耳にうるさいほど、けたたましく鈴を鳴らし、甘寧は一目散に駆け出していく。
凌統は少しばかり驚いていた。
まさか、不仲である凌統の言葉を、甘寧が素直に聞き入れるとは思ってもいなかったのだが、彼も同じように焦っていたのだろう。

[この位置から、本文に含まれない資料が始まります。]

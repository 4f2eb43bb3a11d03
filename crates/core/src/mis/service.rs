//! Report orchestration.
//!
//! [`ReportService::compute`] drives one computation: it resolves the window
//! of every column, loads the aggregates of the KPI formulas through a single
//! expression engine, runs the auxiliary queries and evaluates the KPIs, then
//! appends the comparison columns.

use std::collections::BTreeMap;

use chrono::{Days, NaiveDate, NaiveDateTime, TimeDelta, TimeZone};
use chrono_tz::Tz;
use misbuilder_shared::types::CompanyId;
use tracing::{debug, info, warn};

use super::error::ReportError;
use super::evaluator::{KpiCell, KpiEvaluator};
use super::instance::{InstancePeriod, ReportInstance, TargetMove};
use super::render::render_comparison;
use super::template::{DateType, Query, ReportTemplate};
use super::types::{ColumnCell, DrilldownAction, HeaderCell, ReportMatrix, ReportRow, ReportSettings};
use crate::domain::{Domain, DomainValue, Operator};
use crate::expression::{ExpressionEngine, Mode, ModeFilters};
use crate::fiscal::{PeriodResolver, PeriodType, ResolvedWindow};
use crate::formula::{Context, Value};
use crate::gateway::LedgerGateway;

/// Model listed by drill-down actions.
pub const MOVE_LINE_MODEL: &str = "move_line";

/// Computes reports against a ledger gateway.
pub struct ReportService<'g, G: LedgerGateway + ?Sized> {
    gateway: &'g G,
    settings: ReportSettings,
}

impl<'g, G: LedgerGateway + ?Sized> ReportService<'g, G> {
    /// Creates a service reading from `gateway`.
    #[must_use]
    pub fn new(gateway: &'g G, settings: ReportSettings) -> Self {
        Self { gateway, settings }
    }

    /// Settings of this service.
    #[must_use]
    pub const fn settings(&self) -> &ReportSettings {
        &self.settings
    }

    /// Computes `template` over the columns of `instance`.
    ///
    /// Formula failures are reported in their cells; this only fails when
    /// the report itself cannot be computed.
    ///
    /// # Errors
    ///
    /// Returns validation errors of the template or instance, period
    /// resolution errors, and gateway errors.
    pub fn compute(
        &self,
        template: &ReportTemplate,
        instance: &ReportInstance,
        today: NaiveDate,
    ) -> Result<ReportMatrix, ReportError> {
        template.validate()?;
        instance.validate()?;
        info!(template = %template.name, instance = %instance.name, "computing report");

        let kpis = template.sorted_kpis();
        let mut engine = ExpressionEngine::new(self.gateway);
        for kpi in &kpis {
            if let Err(err) = engine.parse(&kpi.expression) {
                warn!(kpi = %kpi.name, error = %err, "KPI formula has an invalid accounting variable");
            }
        }
        engine.finalize(&company_restriction(instance.company_id))?;

        let resolver = PeriodResolver::new(self.gateway);
        let evaluator = KpiEvaluator::new(&self.settings.markers);
        let pivot = instance.pivot_date(today);

        let mut header = Vec::new();
        let mut rows: Vec<ReportRow> = kpis.iter().map(|k| ReportRow::new(k)).collect();
        let mut columns: BTreeMap<&str, BTreeMap<String, KpiCell>> = BTreeMap::new();

        for period in instance.sorted_periods() {
            let window = resolver.resolve(&period.spec(), pivot, Some(instance.company_id))?;
            header.push(HeaderCell {
                name: period.name.clone(),
                date: self.date_label(period, &window),
            });

            engine.execute(&mode_filters(&resolver, &window, instance.target_move)?)?;
            let mut context = self.fetch_queries(template, &window, instance.company_id)?;
            let column = evaluator.evaluate(&kpis, &engine, &mut context, &period.name);
            info!(
                period = %period.name,
                date_from = %window.date_from,
                date_to = %window.date_to,
                passes = column.passes,
                "period column computed"
            );

            for row in &mut rows {
                if let Some(cell) = column.cells.get(&row.name) {
                    row.cells.push(ColumnCell::Value(cell.clone()));
                }
            }
            columns.insert(period.name.as_str(), column.cells);
        }

        for period in instance.sorted_periods() {
            for target in &period.compare_with {
                let base_period = instance.period(target)?;
                let current = columns.get(period.name.as_str());
                let base = columns.get(target.as_str());
                header.push(HeaderCell {
                    name: format!("{} - {}", period.name, target),
                    date: String::new(),
                });
                for (row, kpi) in rows.iter_mut().zip(&kpis) {
                    let value = cell_value(current, &kpi.name);
                    let base_value = cell_value(base, &kpi.name);
                    let rendered = render_comparison(
                        kpi,
                        value,
                        base_value,
                        period.normalize_factor,
                        base_period.normalize_factor,
                    );
                    row.cells.push(ColumnCell::Comparison { rendered });
                }
            }
        }

        Ok(ReportMatrix { header, rows })
    }

    /// Builds the listing of the move lines behind `expr` in the column
    /// `period_name`. Returns `None` when `expr` has no variable that can be
    /// listed.
    ///
    /// # Errors
    ///
    /// Returns `UnknownPeriod`, errors in `expr`, period resolution errors
    /// and gateway errors.
    pub fn drilldown(
        &self,
        instance: &ReportInstance,
        period_name: &str,
        expr: &str,
        today: NaiveDate,
    ) -> Result<Option<DrilldownAction>, ReportError> {
        let period = instance.period(period_name)?;
        let mut engine = ExpressionEngine::new(self.gateway);
        engine.parse(expr)?;
        engine.finalize(&company_restriction(instance.company_id))?;
        let Some(domain) = engine.domain_for(expr)? else {
            return Ok(None);
        };

        let resolver = PeriodResolver::new(self.gateway);
        let window = resolver.resolve(&period.spec(), instance.pivot_date(today), Some(instance.company_id))?;
        let scope = resolver.mode_filter(&window, Mode::Variation)?;
        debug!(period = %period.name, expr, "drill-down built");
        Ok(Some(DrilldownAction {
            name: format!("{expr} - {}", period.name),
            model: MOVE_LINE_MODEL.to_string(),
            domain: Domain::and([domain, instance.target_move.filter(), scope]),
        }))
    }

    fn date_label(&self, period: &InstancePeriod, window: &ResolvedWindow) -> String {
        let format = self.settings.date_format.as_str();
        let from = window
            .period_from
            .as_ref()
            .map_or_else(|| window.date_from.format(format).to_string(), |p| p.name.clone());
        if period.duration > 1 || period.kind == PeriodType::Week {
            let to = window
                .period_to
                .as_ref()
                .map_or_else(|| window.date_to.format(format).to_string(), |p| p.name.clone());
            format!("from {from} to {to}")
        } else {
            from
        }
    }

    fn fetch_queries(
        &self,
        template: &ReportTemplate,
        window: &ResolvedWindow,
        company_id: CompanyId,
    ) -> Result<Context, ReportError> {
        let mut context = Context::new();
        for query in &template.queries {
            let filter = query_filter(query, window.date_from, window.date_to, company_id, self.settings.timezone)?;
            let rows = self.gateway.fetch_records(&query.model, &filter, &query.fields)?;
            debug!(query = %query.name, rows = rows.len(), "auxiliary query fetched");
            context.set(
                query.name.clone(),
                Value::List(rows.into_iter().map(Value::from).collect()),
            );
        }
        Ok(context)
    }
}

fn cell_value<'a>(column: Option<&'a BTreeMap<String, KpiCell>>, name: &str) -> &'a Value {
    column.and_then(|c| c.get(name)).map_or(&Value::Null, |cell| &cell.value)
}

/// Account restriction of a company's reports.
#[must_use]
pub fn company_restriction(company_id: CompanyId) -> Domain {
    Domain::eq("company_id", company_id.into_inner())
}

/// Ledger filters of one column: the window of each mode, narrowed to the
/// target entries.
///
/// # Errors
///
/// Returns period resolution errors.
pub fn mode_filters<G: LedgerGateway + ?Sized>(
    resolver: &PeriodResolver<'_, G>,
    window: &ResolvedWindow,
    target_move: TargetMove,
) -> Result<ModeFilters, ReportError> {
    let target = target_move.filter();
    let filter = |mode| -> Result<Domain, ReportError> {
        Ok(Domain::and([resolver.mode_filter(window, mode)?, target.clone()]))
    };
    Ok(ModeFilters {
        variation: filter(Mode::Variation)?,
        initial: filter(Mode::Initial)?,
        end: filter(Mode::End)?,
    })
}

/// Filter of an auxiliary query for the window `date_from..=date_to`.
///
/// Dates are compared inclusively. Timestamps run from local midnight of
/// `date_from` to local midnight after `date_to`, converted to UTC.
/// Company-scoped models keep the records of the company and the shared ones.
///
/// # Errors
///
/// Returns `Domain` for a malformed query filter, and `Timezone` when a
/// local midnight cannot be mapped to UTC.
pub fn query_filter(
    query: &Query,
    date_from: NaiveDate,
    date_to: NaiveDate,
    company_id: CompanyId,
    timezone: Tz,
) -> Result<Domain, ReportError> {
    let mut parts = vec![query.filter()?];
    match query.date_type {
        DateType::Date => {
            parts.push(Domain::cond(query.date_field.as_str(), Operator::Ge, date_from));
            parts.push(Domain::cond(query.date_field.as_str(), Operator::Le, date_to));
        }
        DateType::DateTime => {
            let day_after = date_to
                .checked_add_days(Days::new(1))
                .ok_or_else(|| ReportError::Timezone(timezone.name().to_string()))?;
            parts.push(Domain::cond(
                query.date_field.as_str(),
                Operator::Ge,
                DomainValue::DateTime(utc_midnight(date_from, timezone)?),
            ));
            parts.push(Domain::cond(
                query.date_field.as_str(),
                Operator::Lt,
                DomainValue::DateTime(utc_midnight(day_after, timezone)?),
            ));
        }
    }
    if query.company_scoped {
        parts.push(Domain::or([
            Domain::eq("company_id", DomainValue::Null),
            Domain::eq("company_id", company_id.into_inner()),
        ]));
    }
    Ok(Domain::and(parts))
}

/// UTC instant of local midnight on `date`. Ambiguous midnights take the
/// standard-time instant; a midnight skipped by a clock change moves to the
/// first hour of the day.
fn utc_midnight(date: NaiveDate, timezone: Tz) -> Result<NaiveDateTime, ReportError> {
    let midnight = date.and_time(chrono::NaiveTime::MIN);
    timezone
        .from_local_datetime(&midnight)
        .latest()
        .or_else(|| {
            timezone
                .from_local_datetime(&(midnight + TimeDelta::hours(1)))
                .latest()
        })
        .map(|local| local.naive_utc())
        .ok_or_else(|| ReportError::Timezone(timezone.name().to_string()))
}

#[cfg(test)]
mod tests {
    use super::*;
    use crate::test_support::date;

    #[test]
    fn test_utc_midnight_shifts_by_offset() {
        let brussels: Tz = "Europe/Brussels".parse().unwrap();
        // winter, UTC+1
        assert_eq!(
            utc_midnight(date(2024, 1, 10), brussels).unwrap(),
            date(2024, 1, 9).and_hms_opt(23, 0, 0).unwrap()
        );
        // summer, UTC+2
        assert_eq!(
            utc_midnight(date(2024, 7, 10), brussels).unwrap(),
            date(2024, 7, 9).and_hms_opt(22, 0, 0).unwrap()
        );
        assert_eq!(
            utc_midnight(date(2024, 7, 10), Tz::UTC).unwrap(),
            date(2024, 7, 10).and_hms_opt(0, 0, 0).unwrap()
        );
    }

    #[test]
    fn test_query_filter_for_timestamps() {
        let query = Query {
            name: "orders".into(),
            model: "order".into(),
            fields: vec!["amount".into()],
            date_field: "created_at".into(),
            date_type: DateType::DateTime,
            domain: Some("[('state', '=', 'done')]".into()),
            company_scoped: true,
        };
        let company = CompanyId::new();
        let filter = query_filter(&query, date(2024, 1, 1), date(2024, 1, 31), company, Tz::UTC).unwrap();

        let conditions = filter.conditions();
        assert!(conditions.iter().any(|c| c.field == "state"));
        assert!(conditions.iter().any(|c| c.field == "created_at"
            && c.operator == Operator::Lt
            && c.value == DomainValue::DateTime(date(2024, 2, 1).and_hms_opt(0, 0, 0).unwrap())));
        assert!(conditions
            .iter()
            .any(|c| c.field == "company_id" && c.value == DomainValue::Null));
    }
}
//! Tree-walking evaluator.

use std::cmp::Ordering;

use rust_decimal::prelude::ToPrimitive;
use rust_decimal::{Decimal, RoundingStrategy};

use super::error::EvalError;
use super::parser::{parse, BinaryOp, Expr, UnaryOp};
use super::value::{Context, Value};

/// Largest absolute integer exponent accepted by `**`.
const MAX_EXPONENT: u32 = 64;

/// Parses and evaluates `src` against `ctx`.
///
/// # Errors
///
/// Returns any parse or evaluation error.
pub fn evaluate(src: &str, ctx: &Context) -> Result<Value, EvalError> {
    eval(&parse(src)?, ctx)
}

/// Evaluates a parsed formula against `ctx`.
///
/// # Errors
///
/// Returns the first evaluation error met.
pub fn eval(expr: &Expr, ctx: &Context) -> Result<Value, EvalError> {
    match expr {
        Expr::Literal(value) => Ok(value.clone()),
        Expr::Name(name) => ctx
            .get(name)
            .cloned()
            .ok_or_else(|| EvalError::UnresolvedName(name.clone())),
        Expr::List(items) => items
            .iter()
            .map(|item| eval(item, ctx))
            .collect::<Result<Vec<_>, _>>()
            .map(Value::List),
        Expr::Attribute(target, attribute) => attribute_of(eval(target, ctx)?, attribute),
        Expr::Index(target, index) => index_of(eval(target, ctx)?, &eval(index, ctx)?),
        Expr::Call(function, args) => {
            let args = args
                .iter()
                .map(|arg| eval(arg, ctx))
                .collect::<Result<Vec<_>, _>>()?;
            call(function, args)
        }
        Expr::Unary(op, operand) => unary(*op, eval(operand, ctx)?),
        Expr::Binary(op, lhs, rhs) => binary(*op, &eval(lhs, ctx)?, &eval(rhs, ctx)?),
        Expr::And(lhs, rhs) => {
            let left = eval(lhs, ctx)?;
            if left.is_truthy() { eval(rhs, ctx) } else { Ok(left) }
        }
        Expr::Or(lhs, rhs) => {
            let left = eval(lhs, ctx)?;
            if left.is_truthy() { Ok(left) } else { eval(rhs, ctx) }
        }
        Expr::Conditional {
            then,
            condition,
            otherwise,
        } => {
            if eval(condition, ctx)?.is_truthy() {
                eval(then, ctx)
            } else {
                eval(otherwise, ctx)
            }
        }
    }
}

fn attribute_of(target: Value, attribute: &str) -> Result<Value, EvalError> {
    match target {
        Value::Record(mut fields) => fields.remove(attribute).ok_or_else(|| EvalError::Attribute {
            target: "record",
            attribute: attribute.to_string(),
        }),
        Value::List(items) => items
            .into_iter()
            .map(|item| attribute_of(item, attribute))
            .collect::<Result<Vec<_>, _>>()
            .map(Value::List),
        other => Err(EvalError::Attribute {
            target: other.type_name(),
            attribute: attribute.to_string(),
        }),
    }
}

fn index_of(target: Value, index: &Value) -> Result<Value, EvalError> {
    match (target, index) {
        (Value::List(mut items), Value::Number(n)) => {
            let len = i64::try_from(items.len()).map_err(|_| EvalError::Overflow)?;
            let position = integer(*n, "list index")?;
            let resolved = if position < 0 { len + position } else { position };
            usize::try_from(resolved)
                .ok()
                .filter(|i| *i < items.len())
                .map(|i| items.swap_remove(i))
                .ok_or_else(|| EvalError::Value(format!("list index {position} out of range")))
        }
        (Value::Record(mut fields), Value::Str(key)) => fields.remove(key).ok_or_else(|| EvalError::Attribute {
            target: "record",
            attribute: key.clone(),
        }),
        (target, index) => Err(EvalError::Type(format!(
            "{} indices must be valid, not {}",
            target.type_name(),
            index.type_name()
        ))),
    }
}

fn integer(n: Decimal, what: &str) -> Result<i64, EvalError> {
    if !n.fract().is_zero() {
        return Err(EvalError::Type(format!("{what} must be an integer, not {n}")));
    }
    n.to_i64().ok_or(EvalError::Overflow)
}

fn number(value: &Value, context: &str) -> Result<Decimal, EvalError> {
    value.as_number().ok_or_else(|| {
        EvalError::Type(format!("bad operand type for {context}: '{}'", value.type_name()))
    })
}

fn unary(op: UnaryOp, operand: Value) -> Result<Value, EvalError> {
    match op {
        UnaryOp::Not => Ok(Value::Bool(!operand.is_truthy())),
        UnaryOp::Neg => Ok(Value::Number(-number(&operand, "unary -")?)),
        UnaryOp::Pos => Ok(Value::Number(number(&operand, "unary +")?)),
    }
}

fn operands_error(symbol: &str, lhs: &Value, rhs: &Value) -> EvalError {
    EvalError::Type(format!(
        "unsupported operand type(s) for {symbol}: '{}' and '{}'",
        lhs.type_name(),
        rhs.type_name()
    ))
}

fn binary(op: BinaryOp, lhs: &Value, rhs: &Value) -> Result<Value, EvalError> {
    match op {
        BinaryOp::Eq => return Ok(Value::Bool(loose_eq(lhs, rhs))),
        BinaryOp::Ne => return Ok(Value::Bool(!loose_eq(lhs, rhs))),
        BinaryOp::Lt | BinaryOp::Le | BinaryOp::Gt | BinaryOp::Ge => {
            let ordering = order(lhs, rhs).ok_or_else(|| operands_error(symbol(op), lhs, rhs))?;
            let holds = match op {
                BinaryOp::Lt => ordering == Ordering::Less,
                BinaryOp::Le => ordering != Ordering::Greater,
                BinaryOp::Gt => ordering == Ordering::Greater,
                _ => ordering != Ordering::Less,
            };
            return Ok(Value::Bool(holds));
        }
        _ => {}
    }

    if op == BinaryOp::Add {
        match (lhs, rhs) {
            (Value::Str(a), Value::Str(b)) => return Ok(Value::Str(format!("{a}{b}"))),
            (Value::List(a), Value::List(b)) => {
                return Ok(Value::List(a.iter().chain(b).cloned().collect()));
            }
            _ => {}
        }
    }

    let (Some(a), Some(b)) = (lhs.as_number(), rhs.as_number()) else {
        return Err(operands_error(symbol(op), lhs, rhs));
    };
    arithmetic(op, a, b).map(Value::Number)
}

fn arithmetic(op: BinaryOp, a: Decimal, b: Decimal) -> Result<Decimal, EvalError> {
    match op {
        BinaryOp::Add => a.checked_add(b).ok_or(EvalError::Overflow),
        BinaryOp::Sub => a.checked_sub(b).ok_or(EvalError::Overflow),
        BinaryOp::Mul => a.checked_mul(b).ok_or(EvalError::Overflow),
        BinaryOp::Div => divide(a, b),
        BinaryOp::FloorDiv => divide(a, b).map(|q| q.floor()),
        BinaryOp::Mod => {
            if b.is_zero() {
                return Err(EvalError::DivisionByZero);
            }
            let r = a.checked_rem(b).ok_or(EvalError::Overflow)?;
            // result takes the sign of the divisor
            if !r.is_zero() && r.is_sign_negative() != b.is_sign_negative() {
                r.checked_add(b).ok_or(EvalError::Overflow)
            } else {
                Ok(r)
            }
        }
        BinaryOp::Pow => power(a, b),
        _ => Err(EvalError::Type(format!("'{}' is not arithmetic", symbol(op)))),
    }
}

fn divide(a: Decimal, b: Decimal) -> Result<Decimal, EvalError> {
    if b.is_zero() {
        return Err(EvalError::DivisionByZero);
    }
    a.checked_div(b).ok_or(EvalError::Overflow)
}

fn power(base: Decimal, exponent: Decimal) -> Result<Decimal, EvalError> {
    let exponent = integer(exponent, "exponent")?;
    let magnitude = u32::try_from(exponent.unsigned_abs())
        .ok()
        .filter(|m| *m <= MAX_EXPONENT)
        .ok_or(EvalError::Overflow)?;
    let mut result = Decimal::ONE;
    for _ in 0..magnitude {
        result = result.checked_mul(base).ok_or(EvalError::Overflow)?;
    }
    if exponent < 0 {
        divide(Decimal::ONE, result)
    } else {
        Ok(result)
    }
}

fn symbol(op: BinaryOp) -> &'static str {
    match op {
        BinaryOp::Add => "+",
        BinaryOp::Sub => "-",
        BinaryOp::Mul => "*",
        BinaryOp::Div => "/",
        BinaryOp::FloorDiv => "//",
        BinaryOp::Mod => "%",
        BinaryOp::Pow => "**",
        BinaryOp::Lt => "<",
        BinaryOp::Le => "<=",
        BinaryOp::Gt => ">",
        BinaryOp::Ge => ">=",
        BinaryOp::Eq => "==",
        BinaryOp::Ne => "!=",
    }
}

fn loose_eq(lhs: &Value, rhs: &Value) -> bool {
    match (lhs.as_number(), rhs.as_number()) {
        (Some(a), Some(b)) => a == b,
        _ => lhs == rhs,
    }
}

fn order(lhs: &Value, rhs: &Value) -> Option<Ordering> {
    match (lhs, rhs) {
        (Value::Str(a), Value::Str(b)) => Some(a.cmp(b)),
        _ => Some(lhs.as_number()?.cmp(&rhs.as_number()?)),
    }
}

fn call(function: &str, args: Vec<Value>) -> Result<Value, EvalError> {
    match function {
        "sum" => {
            let (items, start) = match <[Value; 1]>::try_from(args) {
                Ok([items]) => (items, Decimal::ZERO),
                Err(args) => match <[Value; 2]>::try_from(args) {
                    Ok([items, start]) => (items, number(&start, "sum()")?),
                    Err(_) => return Err(arity("sum", "1 or 2")),
                },
            };
            sum(&sequence("sum", items)?, start).map(Value::Number)
        }
        "min" => extreme("min", args, Ordering::Less),
        "max" => extreme("max", args, Ordering::Greater),
        "len" => {
            let [value] = single("len", args)?;
            let len = match &value {
                Value::List(items) => items.len(),
                Value::Str(s) => s.chars().count(),
                Value::Record(fields) => fields.len(),
                other => {
                    return Err(EvalError::Type(format!(
                        "object of type '{}' has no len()",
                        other.type_name()
                    )));
                }
            };
            Ok(Value::Number(Decimal::from(len)))
        }
        "avg" | "average" => {
            let [value] = single(function, args)?;
            let items = sequence(function, value)?;
            let total = sum(&items, Decimal::ZERO)?;
            divide(total, Decimal::from(items.len())).map(Value::Number)
        }
        "abs" => {
            let [value] = single("abs", args)?;
            Ok(Value::Number(number(&value, "abs()")?.abs()))
        }
        "round" => {
            let (value, places) = match <[Value; 1]>::try_from(args) {
                Ok([value]) => (value, 0),
                Err(args) => match <[Value; 2]>::try_from(args) {
                    Ok([value, places]) => {
                        let places = integer(number(&places, "round()")?, "ndigits")?;
                        let places = u32::try_from(places)
                            .map_err(|_| EvalError::Value("ndigits must be non-negative".into()))?;
                        (value, places)
                    }
                    Err(_) => return Err(arity("round", "1 or 2")),
                },
            };
            Ok(Value::Number(
                number(&value, "round()")?.round_dp_with_strategy(places, RoundingStrategy::MidpointAwayFromZero),
            ))
        }
        other => Err(EvalError::UnknownFunction(other.to_string())),
    }
}

fn arity(function: &str, expected: &str) -> EvalError {
    EvalError::Type(format!("{function}() takes {expected} argument(s)"))
}

fn single(function: &str, args: Vec<Value>) -> Result<[Value; 1], EvalError> {
    <[Value; 1]>::try_from(args).map_err(|_| arity(function, "exactly 1"))
}

fn sequence(function: &str, value: Value) -> Result<Vec<Value>, EvalError> {
    match value {
        Value::List(items) => Ok(items),
        other => Err(EvalError::Type(format!(
            "{function}() expects a list, not '{}'",
            other.type_name()
        ))),
    }
}

fn sum(items: &[Value], start: Decimal) -> Result<Decimal, EvalError> {
    items.iter().try_fold(start, |acc, item| {
        acc.checked_add(number(item, "sum()")?).ok_or(EvalError::Overflow)
    })
}

/// `min`/`max` over one list argument or over several arguments.
fn extreme(function: &str, args: Vec<Value>, keep: Ordering) -> Result<Value, EvalError> {
    let items = match <[Value; 1]>::try_from(args) {
        Ok([only]) => sequence(function, only)?,
        Err(args) => args,
    };
    let mut iter = items.into_iter();
    let first = iter
        .next()
        .ok_or_else(|| EvalError::Value(format!("{function}() arg is an empty sequence")))?;
    iter.try_fold(first, |best, item| {
        let ordering = order(&item, &best).ok_or_else(|| operands_error("<", &item, &best))?;
        Ok(if ordering == keep { item } else { best })
    })
}
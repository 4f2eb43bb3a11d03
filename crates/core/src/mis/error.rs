//! Report errors.

use chrono::NaiveDate;
use misbuilder_shared::AppError;
use thiserror::Error;

use crate::domain::DomainParseError;
use crate::expression::ExpressionError;
use crate::fiscal::PeriodError;
use crate::gateway::GatewayError;

/// Errors raised while validating or computing a report.
#[derive(Debug, Error)]
pub enum ReportError {
    /// A KPI or query name is not an identifier.
    #[error("Invalid name '{0}': must be a valid identifier")]
    InvalidName(String),

    /// Two KPIs or queries share a name.
    #[error("Duplicate name '{0}' in report template")]
    DuplicateName(String),

    /// An instance period is misconfigured.
    #[error("Invalid period '{name}': {reason}")]
    InvalidPeriod {
        /// Period name.
        name: String,
        /// What is wrong with it.
        reason: String,
    },

    /// A comparison link targets a period that does not exist.
    #[error("Period '{period}' compares with unknown period '{target}'")]
    UnknownComparison {
        /// Period holding the link.
        period: String,
        /// Missing target.
        target: String,
    },

    /// A period name passed by the caller does not exist.
    #[error("Report instance has no period named '{0}'")]
    UnknownPeriod(String),

    /// An auxiliary query or report line carries a malformed filter.
    #[error("Invalid filter in '{owner}': {source}")]
    Domain {
        /// Query or line name.
        owner: String,
        /// Parse failure.
        #[source]
        source: DomainParseError,
    },

    /// An account prefix line is misconfigured.
    #[error("Invalid prefix line '{name}': {reason}")]
    InvalidPrefixLine {
        /// Line name.
        name: String,
        /// What is wrong with it.
        reason: String,
    },

    /// Invalid date range.
    #[error("Invalid date range: start {start} is after end {end}")]
    InvalidDateRange {
        /// Start date.
        start: NaiveDate,
        /// End date.
        end: NaiveDate,
    },

    /// Unknown IANA timezone name.
    #[error("Unknown timezone '{0}'")]
    Timezone(String),

    /// Period window resolution failed.
    #[error(transparent)]
    Period(#[from] PeriodError),

    /// Expression engine failure.
    #[error(transparent)]
    Expression(#[from] ExpressionError),

    /// Gateway failure.
    #[error(transparent)]
    Gateway(#[from] GatewayError),
}

impl From<ReportError> for AppError {
    fn from(err: ReportError) -> Self {
        match err {
            ReportError::UnknownPeriod(_) => Self::NotFound(err.to_string()),
            ReportError::Period(_) => Self::PeriodResolution(err.to_string()),
            ReportError::Gateway(_) | ReportError::Expression(ExpressionError::Gateway(_)) => {
                Self::Ledger(err.to_string())
            }
            ReportError::Timezone(_) => Self::Configuration(err.to_string()),
            ReportError::Expression(ExpressionError::InvalidState { .. }) => Self::Internal(err.to_string()),
            _ => Self::Validation(err.to_string()),
        }
    }
}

枕代わりにしようと、凌統は上着を脱ぎ、少女の頭に振動を与えないよう慎重に動かした。
全身を強く打ちつけているらしいが、特に出血が酷いのは右腕だ。
あらぬ方向に曲がっている…、触れてみれば、骨が折れているようだった。
なんと痛ましい。
凌統は申し訳なさで居たたまれなくなる。


(この娘…見覚えがある…)


丁度良く道端に転がっていた綺麗な布を、まずは止血のため傷口に押し当て、残りは包帯代わりにしようと適度な長さに裂く。

何処かで、顔を合わせたことがあっただろうか。
思い出そうと記憶を探っていた凌統だが、ふと、彼女が大事そうに抱えている黒い箱を見つけた。
その中身は分からなかったが、凌統ははっとして、孫策の法要の日のことを思い返した。


(あっちゃー…、最もまずい人間を傷つけちゃったんじゃない?)


そう、この娘は楽師・落涙である。
運が悪かったのだ、我々も、落涙も。
奏者である彼女の腕に深い傷を負わせてしまえば、落涙は笛を持つことが出来なくなる。

凌統は自身を落ち着けようと試みたが、焦りが幾分か勝っていた。
止血のため強く布を押し付け、これからどうするかを思案しつつ、甘寧が戻るのを待つ。
このままの状態で城へ運べば、出血多量で彼女の命が危うくなる。
だからと言い、此処へ城の典医を呼ぶにも、城と城下町、医師を往復させる時間など無い。


(…あれ…ちょっ…、えっ!?)


出血を止めようと奮闘していた凌統は、我が目を疑った。
一向に、意識の回復の兆しも見えない。
呼吸は荒く脈も弱いが、落涙は懸命に命を繋ぎ止めようとしている。
彼女はまだ、生きているのだ。

だがしかし、この異変は身に覚えがない。
凌統は未だかつて、死の淵に立つ人間の体がこのような変調を訴える様子を見たことがなかった。


「透けてる……?」


確かに、落涙は其処に居た。
消えてしまうことを恐れ、凌統はずっと彼女の手を握り締めていたのだから。

淡い光を放つ少女は、再び甘寧の鈴の音が響き渡った頃、元の色を取り戻した。